=== Begin Enclosure ===
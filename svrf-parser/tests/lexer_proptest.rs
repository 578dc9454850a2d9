//! Property-based tests for the lexer and structural parser

use proptest::prelude::*;
use svrf_parser::svrf::lexing::{detokenize, tokenize};
use svrf_parser::svrf::parsing::parse_structure;
use svrf_parser::svrf::token::TokenKind;
use svrf_parser::LayerDefinition;

fn kinds(source: &str) -> Vec<TokenKind> {
    tokenize(source).iter().map(|t| t.kind).collect()
}

/// Layer names that are not keywords
fn layer_name_strategy() -> impl Strategy<Value = String> {
    "[A-Z][A-Z0-9_]{0,8}".prop_filter("not a keyword", |name| {
        !tokenize(name)[0].kind.is_keyword()
    })
}

/// Boolean expressions over layer names
fn expression_strategy() -> impl Strategy<Value = String> {
    (
        layer_name_strategy(),
        prop::sample::select(vec!["AND", "OR", "NOT"]),
        layer_name_strategy(),
    )
        .prop_map(|(a, op, b)| format!("{} {} {}", a, op, b))
}

/// Source-like text, including characters the lexer drops
fn source_strategy() -> impl Strategy<Value = String> {
    prop::collection::vec(
        prop_oneof![
            Just("LAYER ".to_string()),
            Just("INTERNAL1 ".to_string()),
            Just("{ ".to_string()),
            Just("} ".to_string()),
            Just(">= ".to_string()),
            Just("== ".to_string()),
            Just("\n".to_string()),
            Just("// note\n".to_string()),
            Just("\"a \\\" b\" ".to_string()),
            "[A-Za-z_][A-Za-z0-9_]{0,6} ",
            "[0-9]{1,3}(\\.[0-9]{1,3})? ",
            "[#$%&!?-]",
        ],
        0..40,
    )
    .prop_map(|parts| parts.concat())
}

proptest! {
    #[test]
    fn test_tokenize_never_panics(source in "\\PC*") {
        let tokens = tokenize(&source);
        prop_assert_eq!(tokens.last().map(|t| t.kind), Some(TokenKind::EndOfInput));
    }

    #[test]
    fn test_structural_parse_terminates(source in source_strategy()) {
        let out = parse_structure(&tokenize(&source));
        let open_braces = source.matches('{').count();
        prop_assert!(out.blocks.len() <= open_braces);
    }

    #[test]
    fn test_detokenize_is_idempotent(source in source_strategy()) {
        let first = tokenize(&source);
        let rebuilt = detokenize(&first);
        prop_assert_eq!(kinds(&source), kinds(&rebuilt));
        let again = detokenize(&tokenize(&rebuilt));
        prop_assert_eq!(kinds(&rebuilt), kinds(&again));
    }

    #[test]
    fn test_primitive_layer_statement(name in layer_name_strategy(), gds in 0i64..100_000) {
        let out = parse_structure(&tokenize(&format!("LAYER {} {}", name, gds)));
        prop_assert_eq!(out.layers.len(), 1);
        prop_assert_eq!(&out.layers[0].name, &name);
        prop_assert_eq!(&out.layers[0].definition, &LayerDefinition::Primitive(gds));
        prop_assert!(out.diagnostics.is_empty());
    }

    #[test]
    fn test_derived_surface_forms_agree(name in layer_name_strategy(), expr in expression_strategy()) {
        let keyword = parse_structure(&tokenize(&format!("LAYER {} = {}", name, expr)));
        let bare = parse_structure(&tokenize(&format!("{} = {}", name, expr)));
        prop_assert_eq!(&keyword.layers, &bare.layers);
        prop_assert_eq!(&keyword.layers[0].definition, &LayerDefinition::Derived(expr.clone()));
    }
}
//! # svrf-parser
//!
//! Parsing and rule classification for SVRF design-rule decks.
//!
//! File Layout
//!
//! The pipeline runs strictly left to right, and each stage lives in its own module:
//!
//! src/svrf
//!   ├── token          Token kinds (logos) and the positioned Token record
//!   ├── lexing         Source text → Vec<Token>
//!   ├── parsing        Vec<Token> → layers, rule blocks, includes, diagnostics
//!   ├── classification Rule block → ClassifiedRule (ordered matchers)
//!   ├── expression     Boolean layer expression rewriting
//!   ├── diagnostics    Non-fatal anomalies with line numbers
//!   ├── ast            The parse model handed to code generators
//!   ├── analysis       Statistics, rule filters, potential issues
//!   ├── formats        JSON/YAML/listing renderings for inspection
//!   ├── transforms     Composable stage pipeline and the standard transforms
//!   └── loader         File/string facade over the standard transforms
//!
//! Everything downstream of [`ParseResult`](svrf::ast::ParseResult) (code generation, reports,
//! the CLI) lives in other crates and only consumes the parse model.

pub mod svrf;

pub use svrf::ast::{
    AuxiliaryParams, ClassifiedRule, ComparisonOp, Layer, LayerDefinition, ParseResult,
    RuleBlock, RuleCategory,
};
pub use svrf::classification::{Classifier, STANDARD_CLASSIFIER};
pub use svrf::diagnostics::{Diagnostic, Severity};
pub use svrf::loader::{LoaderError, SourceLoader};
=== End Enclosure ===
### Your task
Every line above that holds "Boolean" should be tallied; answer with the total alone.

### Expected output
2